In a recurring public spectacle, attempts are being made to manipulate you by elected politicians (NOT historians) through the content of the textbooks you will be asked to follow in your history classes. This kind of content manipulation has a long, sad history. For example, it has been a prominent tool of every major authoritarian state of the modern era.
Fortunately for Americans (Texans and otherwise) we do not work for our political entrepreneurs, they work for us. When any public political figures try to feed us a particular view of history, we are free to engage in one of democracy’s greatest birthrights, the open and public application of skepticism and doubt.
If these new textbook standards are successfully implemented, you will be ostensibly encouraged to question many different issues. You should do just exactly that – but on your own broad terms, not their narrow ones. Here are some examples.
First, you might be asked to question the separation of church and state. Do not settle for the deceptive little queries your politicized textbooks would attempt to limit you to making. Be skeptical for real. For example, did the doctrine of church/state separation evolve during the era of the Founders, in part, in recognition of a real threat to democracy? Were some of the Founders and great American political entrepreneurs more like agnostics and atheists than like traditional Christians (look into Jefferson, Franklin and Lincoln, especially)? Might contemporary advocates of closer association of religion with the state be precisely the kinds of political actors the Founders feared? Might the message of these contemporary advocates of religion in government have more in common with the program of the mullahs of Iran’s police state than with the hopes of the American Founders – struggling to create a state that served its citizens (rather than vice versa)?

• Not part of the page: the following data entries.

//! File-backed providers
//!
//! A fixture tree is a TOML document with a `[root]` table and nested
//! `[[children]]` arrays. [`FixtureProvider`] serves it as a primary provider
//! and [`FixtureNodeProvider`] as a node provider. Both answer expansions the
//! way real providers do: the call returns at once and the nodes arrive later
//! through a [`ResponseSink`].
//!
//! ```toml
//! [root]
//! path = "/server"
//! label = "localhost"
//! node_type = "Server"
//!
//! [[root.children]]
//! path = "/server/Databases"
//! label = "Databases"
//! ```

use crate::config::FixtureConfig;
use crate::connection::ConnectionInfo;
use crate::error::ExplorerError;
use crate::explorer::{ObjectExplorer, ResponseSink};
use crate::provider::{NodeProvider, Provider};
use crate::tree::node::node_types;
use crate::types::{
    CloseSessionInfo, CloseSessionResponse, ExpandNodeInfo, FindNodesInfo, FindNodesResponse,
    NodeExpandResponse, NodeInfo, ObjectExplorerSession, ObjectMetadata,
};
use async_trait::async_trait;
use parking_lot::Mutex;
use serde::Deserialize;
use std::collections::{HashMap, HashSet};
use std::path::Path;
use std::sync::atomic::{AtomicU64, Ordering};
use std::sync::Arc;
use std::time::Duration;
use tracing::{debug, trace};

fn default_node_type() -> String {
    node_types::FOLDER.to_string()
}

/// One node of a fixture file
#[derive(Debug, Clone, Deserialize)]
pub struct FixtureNode {
    pub path: String,
    pub label: String,
    #[serde(default = "default_node_type")]
    pub node_type: String,
    #[serde(default)]
    pub is_leaf: bool,
    #[serde(default)]
    pub status: Option<String>,
    #[serde(default)]
    pub sub_type: Option<String>,
    /// Object name; the label is used when absent
    #[serde(default)]
    pub name: Option<String>,
    #[serde(default)]
    pub schema: Option<String>,
    /// Answer expansions of this node with an error instead of children
    #[serde(default)]
    pub error: Option<String>,
    #[serde(default)]
    pub children: Vec<FixtureNode>,
}

impl FixtureNode {
    fn to_node_info(&self, parent_path: Option<&str>) -> NodeInfo {
        NodeInfo {
            node_path: self.path.clone(),
            parent_node_path: parent_path.map(str::to_string),
            node_type: self.node_type.clone(),
            label: self.label.clone(),
            is_leaf: self.is_leaf,
            node_sub_type: self.sub_type.clone(),
            node_status: self.status.clone(),
            metadata: Some(ObjectMetadata {
                metadata_type_name: Some(self.node_type.clone()),
                name: self.name.clone().unwrap_or_else(|| self.label.clone()),
                schema: self.schema.clone(),
                ..ObjectMetadata::default()
            }),
            ..NodeInfo::default()
        }
    }
}

#[derive(Debug, Deserialize)]
struct FixtureDocument {
    root: FixtureNode,
}

/// Parsed fixture tree with a per-path index of expansion answers
#[derive(Debug, Clone)]
pub struct FixtureTree {
    root: NodeInfo,
    expansions: HashMap<String, Result<Vec<NodeInfo>, String>>,
    nodes: Vec<NodeInfo>,
}

impl FixtureTree {
    pub fn load(path: &Path) -> Result<Self, ExplorerError> {
        let content = std::fs::read_to_string(path).map_err(|e| {
            ExplorerError::ConfigError(format!("Failed to read fixture {}: {}", path.display(), e))
        })?;
        Self::from_toml_str(&content).map_err(|e| match e {
            ExplorerError::ConfigError(msg) => {
                ExplorerError::ConfigError(format!("{}: {}", path.display(), msg))
            }
            other => other,
        })
    }

    pub fn from_toml_str(content: &str) -> Result<Self, ExplorerError> {
        let document: FixtureDocument = toml::from_str(content)
            .map_err(|e| ExplorerError::ConfigError(format!("Invalid fixture tree: {}", e)))?;

        let mut tree = Self {
            root: document.root.to_node_info(None),
            expansions: HashMap::new(),
            nodes: Vec::new(),
        };
        let mut stack = vec![&document.root];
        while let Some(node) = stack.pop() {
            if tree.expansions.contains_key(&node.path) {
                return Err(ExplorerError::ConfigError(format!(
                    "Duplicate fixture node path: {}",
                    node.path
                )));
            }
            let answer = match &node.error {
                Some(message) => Err(message.clone()),
                None => Ok(node
                    .children
                    .iter()
                    .map(|child| child.to_node_info(Some(&node.path)))
                    .collect()),
            };
            tree.expansions.insert(node.path.clone(), answer);
            for child in &node.children {
                tree.nodes.push(child.to_node_info(Some(&node.path)));
                stack.push(child);
            }
        }
        Ok(tree)
    }

    pub fn root(&self) -> &NodeInfo {
        &self.root
    }

    pub fn contains(&self, node_path: &str) -> bool {
        self.expansions.contains_key(node_path)
    }

    /// Children of `node_path`, its declared error, or `None` if unknown
    pub fn expansion(&self, node_path: &str) -> Option<&Result<Vec<NodeInfo>, String>> {
        self.expansions.get(node_path)
    }

    /// Nodes matching a search: type case-insensitively, name and schema exactly
    pub fn find(&self, query: &FindNodesInfo) -> Vec<NodeInfo> {
        self.nodes
            .iter()
            .filter(|node| node.node_type.eq_ignore_ascii_case(&query.node_type))
            .filter(|node| {
                let metadata = node.metadata.as_ref();
                let name_matches = query.name.is_empty()
                    || metadata.map(|m| m.name == query.name).unwrap_or(false);
                let schema_matches = match &query.schema {
                    Some(schema) => metadata
                        .and_then(|m| m.schema.as_deref())
                        .map(|s| s == schema)
                        .unwrap_or(false),
                    None => true,
                };
                name_matches && schema_matches
            })
            .cloned()
            .collect()
    }

    fn respond(&self, provider_id: &str, request: &ExpandNodeInfo) -> NodeExpandResponse {
        match self.expansion(&request.node_path) {
            Some(Ok(nodes)) => NodeExpandResponse::success(
                provider_id,
                request.session_id.clone(),
                request.node_path.clone(),
                nodes.clone(),
            ),
            Some(Err(message)) => NodeExpandResponse::failure(
                provider_id,
                request.session_id.clone(),
                request.node_path.clone(),
                message.clone(),
            ),
            None => NodeExpandResponse::failure(
                provider_id,
                request.session_id.clone(),
                request.node_path.clone(),
                format!("Node not found: {}", request.node_path),
            ),
        }
    }
}

/// Deliver `response` from a background task after `delay`
fn deliver_later(sink: &ResponseSink, delay: Duration, response: NodeExpandResponse) {
    let sink = sink.clone();
    tokio::spawn(async move {
        if !delay.is_zero() {
            tokio::time::sleep(delay).await;
        }
        sink.deliver(response);
    });
}

/// Primary provider serving a [`FixtureTree`]
pub struct FixtureProvider {
    provider_id: String,
    tree: Arc<FixtureTree>,
    sink: ResponseSink,
    delay: Duration,
    sessions: Mutex<HashSet<String>>,
    next_session: AtomicU64,
}

impl FixtureProvider {
    pub fn new(provider_id: impl Into<String>, tree: Arc<FixtureTree>, sink: ResponseSink) -> Self {
        Self {
            provider_id: provider_id.into(),
            tree,
            sink,
            delay: Duration::ZERO,
            sessions: Mutex::new(HashSet::new()),
            next_session: AtomicU64::new(1),
        }
    }

    pub fn with_delay(mut self, delay: Duration) -> Self {
        self.delay = delay;
        self
    }

    fn require_session(&self, session_id: &str) -> Result<(), ExplorerError> {
        if self.sessions.lock().contains(session_id) {
            Ok(())
        } else {
            Err(ExplorerError::ProviderRequestFailed(format!(
                "{}: unknown session {}",
                self.provider_id, session_id
            )))
        }
    }

    fn start(&self, request: ExpandNodeInfo) -> Result<bool, ExplorerError> {
        self.require_session(&request.session_id)?;
        trace!(provider_id = %self.provider_id, node_path = %request.node_path, "Fixture expansion");
        let response = self.tree.respond(&self.provider_id, &request);
        deliver_later(&self.sink, self.delay, response);
        Ok(true)
    }
}

#[async_trait]
impl Provider for FixtureProvider {
    async fn create_session(
        &self,
        connection: ConnectionInfo,
    ) -> Result<ObjectExplorerSession, ExplorerError> {
        let n = self.next_session.fetch_add(1, Ordering::Relaxed);
        let session_id = format!("{}-session-{}", self.provider_id, n);
        self.sessions.lock().insert(session_id.clone());
        debug!(
            provider_id = %self.provider_id,
            session_id = %session_id,
            server = connection.option("server").unwrap_or_default(),
            "Fixture session opened"
        );
        Ok(ObjectExplorerSession {
            session_id,
            success: true,
            root_node: Some(self.tree.root().clone()),
            error_message: None,
        })
    }

    async fn expand_node(&self, request: ExpandNodeInfo) -> Result<bool, ExplorerError> {
        self.start(request)
    }

    async fn refresh_node(&self, request: ExpandNodeInfo) -> Result<bool, ExplorerError> {
        self.start(request)
    }

    async fn close_session(
        &self,
        request: CloseSessionInfo,
    ) -> Result<CloseSessionResponse, ExplorerError> {
        let success = self.sessions.lock().remove(&request.session_id);
        Ok(CloseSessionResponse {
            session_id: request.session_id,
            success,
        })
    }

    async fn find_nodes(&self, request: FindNodesInfo) -> Result<FindNodesResponse, ExplorerError> {
        self.require_session(&request.session_id)?;
        Ok(FindNodesResponse {
            nodes: self.tree.find(&request),
        })
    }
}

/// Node provider contributing the children its own fixture tree declares.
///
/// Paths missing from its tree are declined.
pub struct FixtureNodeProvider {
    provider_id: String,
    supported_provider_id: String,
    group: String,
    tree: Arc<FixtureTree>,
    sink: ResponseSink,
    delay: Duration,
    sessions: Mutex<HashSet<String>>,
}

impl FixtureNodeProvider {
    pub fn new(
        provider_id: impl Into<String>,
        supported_provider_id: impl Into<String>,
        group: impl Into<String>,
        tree: Arc<FixtureTree>,
        sink: ResponseSink,
    ) -> Self {
        Self {
            provider_id: provider_id.into(),
            supported_provider_id: supported_provider_id.into(),
            group: group.into(),
            tree,
            sink,
            delay: Duration::ZERO,
            sessions: Mutex::new(HashSet::new()),
        }
    }

    pub fn with_delay(mut self, delay: Duration) -> Self {
        self.delay = delay;
        self
    }

    pub fn knows_session(&self, session_id: &str) -> bool {
        self.sessions.lock().contains(session_id)
    }

    fn start(&self, request: ExpandNodeInfo) -> bool {
        if !self.tree.contains(&request.node_path) {
            return false;
        }
        let response = self.tree.respond(&self.provider_id, &request);
        deliver_later(&self.sink, self.delay, response);
        true
    }
}

#[async_trait]
impl NodeProvider for FixtureNodeProvider {
    fn provider_id(&self) -> &str {
        &self.provider_id
    }

    fn supported_provider_id(&self) -> &str {
        &self.supported_provider_id
    }

    fn group(&self) -> &str {
        &self.group
    }

    async fn handle_session_open(
        &self,
        session: &ObjectExplorerSession,
    ) -> Result<bool, ExplorerError> {
        self.sessions.lock().insert(session.session_id.clone());
        Ok(true)
    }

    async fn handle_session_close(&self, request: CloseSessionInfo) -> Result<(), ExplorerError> {
        self.sessions.lock().remove(&request.session_id);
        Ok(())
    }

    async fn expand_node(&self, request: ExpandNodeInfo) -> Result<bool, ExplorerError> {
        Ok(self.start(request))
    }

    async fn refresh_node(&self, request: ExpandNodeInfo) -> Result<bool, ExplorerError> {
        Ok(self.start(request))
    }
}

/// Register every configured fixture provider with `explorer`.
///
/// Relative tree paths are resolved against `base_dir`. Returns the primary
/// provider ids in configuration order.
pub fn register_fixtures(
    explorer: &ObjectExplorer,
    fixtures: &FixtureConfig,
    base_dir: &Path,
) -> Result<Vec<String>, ExplorerError> {
    let mut ids = Vec::new();
    for (provider_id, provider) in &fixtures.providers {
        let tree = Arc::new(FixtureTree::load(&base_dir.join(&provider.tree))?);
        let fixture = FixtureProvider::new(provider_id.clone(), tree, explorer.response_sink())
            .with_delay(Duration::from_millis(provider.response_delay_ms));
        explorer.register_provider(provider_id.clone(), Arc::new(fixture));
        ids.push(provider_id.clone());
    }
    for node_provider in &fixtures.node_providers {
        let tree = Arc::new(FixtureTree::load(&base_dir.join(&node_provider.tree))?);
        let fixture = FixtureNodeProvider::new(
            node_provider.provider_id.clone(),
            node_provider.supported_provider_id.clone(),
            node_provider.group.clone(),
            tree,
            explorer.response_sink(),
        )
        .with_delay(Duration::from_millis(node_provider.response_delay_ms));
        explorer.register_node_provider(Arc::new(fixture));
    }
    debug!(providers = ids.len(), node_providers = fixtures.node_providers.len(), "Registered fixtures");
    Ok(ids)
}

Second, for example, you might be encouraged to question the importance of slavery to early American history. Do so. But consider including the following questions. Was the pre-Civil War American South a slavocracy selectively serving the narrow interests of a tiny group of wealthy planters and their hangers-on rather than a democracy for all? Did the post-Civil War Jim Crow American South systematically flaunt the American Constitution (see especially the 13-15th Amendments)? Did many, many innocent people die inhumanly treated and in shackles as part of the “triangle trade”?
Third, for example, you might be encouraged to question whether international organizations (the UN, the IMF and others) threaten American sovereignty. This is actually a great question. Conflicts of interest exist in the international arena just as surely as they do everywhere else, including in local Texas politics. As citizens of planet Earth we should be just as skeptical of the dubious shenanigans of global political entrepreneurs as we are of local ones – members of our school boards, say.
You are still free citizens of one the world’s great democracies. There is nothing to stop you from confronting these questions on their real merits. In so doing, you will be defending the form of political government we all cherish – at least the large majority of us not aspiring to be elite oligarchs. In the end, these attempts by conservative members of your state board to tweak the textbooks you read in school are more pathetic than dangerous. You have free access to vast resources – for example, Google might be censored in China, but not (yet) in Texas.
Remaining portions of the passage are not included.